Given data Start Marker

//! JSON pointer edits against `shx.json`.
//!
//! Edits go through `serde_json::Value` and back into [`ShxConfig`], so a
//! pointer that produces an invalid shape is rejected before anything is saved.

use serde_json::{Map, Value};

use crate::defaults::ShxConfig;
use crate::error::{Error, Result};

/// Set `value` at `pointer` and return the re-typed config.
pub fn set_config_value(config: &ShxConfig, pointer: &str, value: Value) -> Result<ShxConfig> {
    let mut json = to_value(config)?;
    set_json_pointer(&mut json, pointer, value)?;
    from_value(json)
}

/// Remove the value at `pointer`; serde defaults fill it back in.
pub fn remove_config_value(config: &ShxConfig, pointer: &str) -> Result<ShxConfig> {
    let mut json = to_value(config)?;
    remove_json_pointer(&mut json, pointer)?;
    from_value(json)
}

/// Parse a CLI value: JSON literal first, bare string otherwise.
pub fn parse_value(raw: &str) -> Value {
    serde_json::from_str(raw).unwrap_or_else(|_| Value::String(raw.to_string()))
}

fn to_value(config: &ShxConfig) -> Result<Value> {
    serde_json::to_value(config)
        .map_err(|e| Error::internal_json(e.to_string(), Some("serialize config".to_string())))
}

fn from_value(json: Value) -> Result<ShxConfig> {
    serde_json::from_value(json)
        .map_err(|e| Error::validation_invalid_json(e, Some("deserialize config".to_string())))
}

pub(crate) fn set_json_pointer(root: &mut Value, pointer: &str, new_value: Value) -> Result<()> {
    let (parent_ptr, token) = split_pointer(pointer)?;

    let mut current = root;
    for segment in parent_ptr.split('/').skip(1).map(unescape_token) {
        if current.is_null() {
            *current = Value::Object(Map::new());
        }
        current = match current {
            Value::Object(map) => map
                .entry(segment)
                .or_insert_with(|| Value::Object(Map::new())),
            other => {
                return Err(Error::config_invalid_value(
                    pointer,
                    Some(value_type_name(other).to_string()),
                    "Expected object at pointer",
                ))
            }
        };
    }

    if current.is_null() {
        *current = Value::Object(Map::new());
    }

    match current {
        Value::Object(map) => {
            map.insert(token, new_value);
            Ok(())
        }
        Value::Array(arr) => {
            let index = parse_index(&token, arr.len())?;
            arr[index] = new_value;
            Ok(())
        }
        other => Err(Error::config_invalid_value(
            pointer,
            Some(value_type_name(other).to_string()),
            "Cannot set child on non-container",
        )),
    }
}

pub(crate) fn remove_json_pointer(root: &mut Value, pointer: &str) -> Result<()> {
    let (parent_ptr, token) = split_pointer(pointer)?;

    let Some(parent) = root.pointer_mut(&parent_ptr) else {
        return Err(Error::validation_invalid_argument(
            "pointer",
            format!("JSON pointer parent path not found: {}", parent_ptr),
            None,
        ));
    };

    match parent {
        Value::Object(map) => {
            map.remove(&token);
            Ok(())
        }
        Value::Array(arr) => {
            let index = parse_index(&token, arr.len())?;
            arr.remove(index);
            Ok(())
        }
        other => Err(Error::config_invalid_value(
            pointer,
            Some(value_type_name(other).to_string()),
            "Cannot remove child on non-container",
        )),
    }
}

/// Split `/a/b/c` into (`/a/b`, `c`). The root pointer is not editable.
fn split_pointer(pointer: &str) -> Result<(String, String)> {
    if !pointer.starts_with('/') || pointer == "/" {
        return Err(Error::validation_invalid_argument(
            "pointer",
            format!("JSON pointer must start with '/' and name a key: {}", pointer),
            Some(pointer.to_string()),
        ));
    }

    let (parent, token) = pointer.rsplit_once('/').unwrap_or(("", pointer));
    Ok((parent.to_string(), unescape_token(token)))
}

fn parse_index(token: &str, len: usize) -> Result<usize> {
    match token.parse::<usize>() {
        Ok(index) if index < len => Ok(index),
        Ok(index) => Err(Error::config_invalid_value(
            "arrayIndex",
            Some(index.to_string()),
            "Array index out of bounds",
        )),
        Err(_) => Err(Error::validation_invalid_argument(
            "arrayIndex",
            "Invalid array index token",
            Some(token.to_string()),
        )),
    }
}

fn unescape_token(token: &str) -> String {
    token.replace("~1", "/").replace("~0", "~")
}

fn value_type_name(value: &Value) -> &'static str {
    match value {
        Value::Null => "null",
        Value::Bool(_) => "bool",
        Value::Number(_) => "number",
        Value::String(_) => "string",
        Value::Array(_) => "array",
        Value::Object(_) => "object",
    }
}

Given data End Marker

For the material above, produce a word-for-word copy.

### Reply
//! JSON pointer edits against `shx.json`.
//!
//! Edits go through `serde_json::Value` and back into [`ShxConfig`], so a
//! pointer that produces an invalid shape is rejected before anything is saved.

use serde_json::{Map, Value};

use crate::defaults::ShxConfig;
use crate::error::{Error, Result};

/// Set `value` at `pointer` and return the re-typed config.
pub fn set_config_value(config: &ShxConfig, pointer: &str, value: Value) -> Result<ShxConfig> {
    let mut json = to_value(config)?;
    set_json_pointer(&mut json, pointer, value)?;
    from_value(json)
}

/// Remove the value at `pointer`; serde defaults fill it back in.
pub fn remove_config_value(config: &ShxConfig, pointer: &str) -> Result<ShxConfig> {
    let mut json = to_value(config)?;
    remove_json_pointer(&mut json, pointer)?;
    from_value(json)
}

/// Parse a CLI value: JSON literal first, bare string otherwise.
pub fn parse_value(raw: &str) -> Value {
    serde_json::from_str(raw).unwrap_or_else(|_| Value::String(raw.to_string()))
}

fn to_value(config: &ShxConfig) -> Result<Value> {
    serde_json::to_value(config)
        .map_err(|e| Error::internal_json(e.to_string(), Some("serialize config".to_string())))
}

fn from_value(json: Value) -> Result<ShxConfig> {
    serde_json::from_value(json)
        .map_err(|e| Error::validation_invalid_json(e, Some("deserialize config".to_string())))
}

pub(crate) fn set_json_pointer(root: &mut Value, pointer: &str, new_value: Value) -> Result<()> {
    let (parent_ptr, token) = split_pointer(pointer)?;

    let mut current = root;
    for segment in parent_ptr.split('/').skip(1).map(unescape_token) {
        if current.is_null() {
            *current = Value::Object(Map::new());
        }
        current = match current {
            Value::Object(map) => map
                .entry(segment)
                .or_insert_with(|| Value::Object(Map::new())),
            other => {
                return Err(Error::config_invalid_value(
                    pointer,
                    Some(value_type_name(other).to_string()),
                    "Expected object at pointer",
                ))
            }
        };
    }

    if current.is_null() {
        *current = Value::Object(Map::new());
    }

    match current {
        Value::Object(map) => {
            map.insert(token, new_value);
            Ok(())
        }
        Value::Array(arr) => {
            let index = parse_index(&token, arr.len())?;
            arr[index] = new_value;
            Ok(())
        }
        other => Err(Error::config_invalid_value(
            pointer,
            Some(value_type_name(other).to_string()),
            "Cannot set child on non-container",
        )),
    }
}

pub(crate) fn remove_json_pointer(root: &mut Value, pointer: &str) -> Result<()> {
    let (parent_ptr, token) = split_pointer(pointer)?;

    let Some(parent) = root.pointer_mut(&parent_ptr) else {
        return Err(Error::validation_invalid_argument(
            "pointer",
            format!("JSON pointer parent path not found: {}", parent_ptr),
            None,
        ));
    };

    match parent {
        Value::Object(map) => {
            map.remove(&token);
            Ok(())
        }
        Value::Array(arr) => {
            let index = parse_index(&token, arr.len())?;
            arr.remove(index);
            Ok(())
        }
        other => Err(Error::config_invalid_value(
            pointer,
            Some(value_type_name(other).to_string()),
            "Cannot remove child on non-container",
        )),
    }
}

/// Split `/a/b/c` into (`/a/b`, `c`). The root pointer is not editable.
fn split_pointer(pointer: &str) -> Result<(String, String)> {
    if !pointer.starts_with('/') || pointer == "/" {
        return Err(Error::validation_invalid_argument(
            "pointer",
            format!("JSON pointer must start with '/' and name a key: {}", pointer),
            Some(pointer.to_string()),
        ));
    }

    let (parent, token) = pointer.rsplit_once('/').unwrap_or(("", pointer));
    Ok((parent.to_string(), unescape_token(token)))
}

fn parse_index(token: &str, len: usize) -> Result<usize> {
    match token.parse::<usize>() {
        Ok(index) if index < len => Ok(index),
        Ok(index) => Err(Error::config_invalid_value(
            "arrayIndex",
            Some(index.to_string()),
            "Array index out of bounds",
        )),
        Err(_) => Err(Error::validation_invalid_argument(
            "arrayIndex",
            "Invalid array index token",
            Some(token.to_string()),
        )),
    }
}

fn unescape_token(token: &str) -> String {
    token.replace("~1", "/").replace("~0", "~")
}

fn value_type_name(value: &Value) -> &'static str {
    match value {
        Value::Null => "null",
        Value::Bool(_) => "bool",
        Value::Number(_) => "number",
        Value::String(_) => "string",
        Value::Array(_) => "array",
        Value::Object(_) => "object",
    }
}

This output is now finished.